Instructions to follow:
Copy out, exactly as given, every line from the line with "fn reprovision(State(controller): State<Arc<PlayerController>>)" to the end of the listing, both of those lines included.

Material provided:
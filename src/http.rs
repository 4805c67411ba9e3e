//! Local control surface for operators and monitoring. Bound to loopback by
//! default; a reverse proxy handles any wider exposure.

use std::sync::Arc;

use axum::extract::State;
use axum::http::StatusCode;
use axum::routing::{get, post};
use axum::{Json, Router};
use serde_json::{json, Value};
use tracing::info;

use crate::{PlayerController, ShutdownHandle};

pub fn router(controller: Arc<PlayerController>) -> Router {
    Router::new()
        .route("/health", get(health))
        .route("/diagnostics", get(diagnostics))
        .route("/hdmi/status", get(hdmi_status))
        .route("/admin/reprovision", post(reprovision))
        .with_state(controller)
}

async fn health(State(controller): State<Arc<PlayerController>>) -> Json<Value> {
    Json(json!({
        "ok": true,
        "state": controller.state(),
        "deviceId": controller.device_id(),
    }))
}

async fn diagnostics(State(controller): State<Arc<PlayerController>>) -> Json<Value> {
    let report = controller.diagnostics();
    Json(serde_json::to_value(report).unwrap_or_else(|_| json!({"ok": false})))
}

async fn hdmi_status(State(controller): State<Arc<PlayerController>>) -> Json<Value> {
    let status = controller.hdmi_status();
    Json(serde_json::to_value(status).unwrap_or_else(|_| json!({"ok": false})))
}

async fn reprovision(State(controller): State<Arc<PlayerController>>) -> (StatusCode, Json<Value>) {
    info!("Operator requested reprovisioning");
    controller.force_reprovision("operator_request", json!({"source": "admin"}));
    (
        StatusCode::ACCEPTED,
        Json(json!({"ok": true, "state": controller.state()})),
    )
}

/// Serve the control surface until shutdown is requested.
pub async fn serve(
    bind: String,
    controller: Arc<PlayerController>,
    shutdown: ShutdownHandle,
) -> Result<(), crate::PlayerError> {
    let listener = tokio::net::TcpListener::bind(&bind).await?;
    info!(%bind, "Control surface listening");
    let app = router(controller);
    axum::serve(listener, app)
        .with_graceful_shutdown(async move {
            shutdown.wait().await;
        })
        .await?;
    Ok(())
}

Solution to this task:
async fn reprovision(State(controller): State<Arc<PlayerController>>) -> (StatusCode, Json<Value>) {
    info!("Operator requested reprovisioning");
    controller.force_reprovision("operator_request", json!({"source": "admin"}));
    (
        StatusCode::ACCEPTED,
        Json(json!({"ok": true, "state": controller.state()})),
    )
}

/// Serve the control surface until shutdown is requested.
pub async fn serve(
    bind: String,
    controller: Arc<PlayerController>,
    shutdown: ShutdownHandle,
) -> Result<(), crate::PlayerError> {
    let listener = tokio::net::TcpListener::bind(&bind).await?;
    info!(%bind, "Control surface listening");
    let app = router(controller);
    axum::serve(listener, app)
        .with_graceful_shutdown(async move {
            shutdown.wait().await;
        })
        .await?;
    Ok(())
}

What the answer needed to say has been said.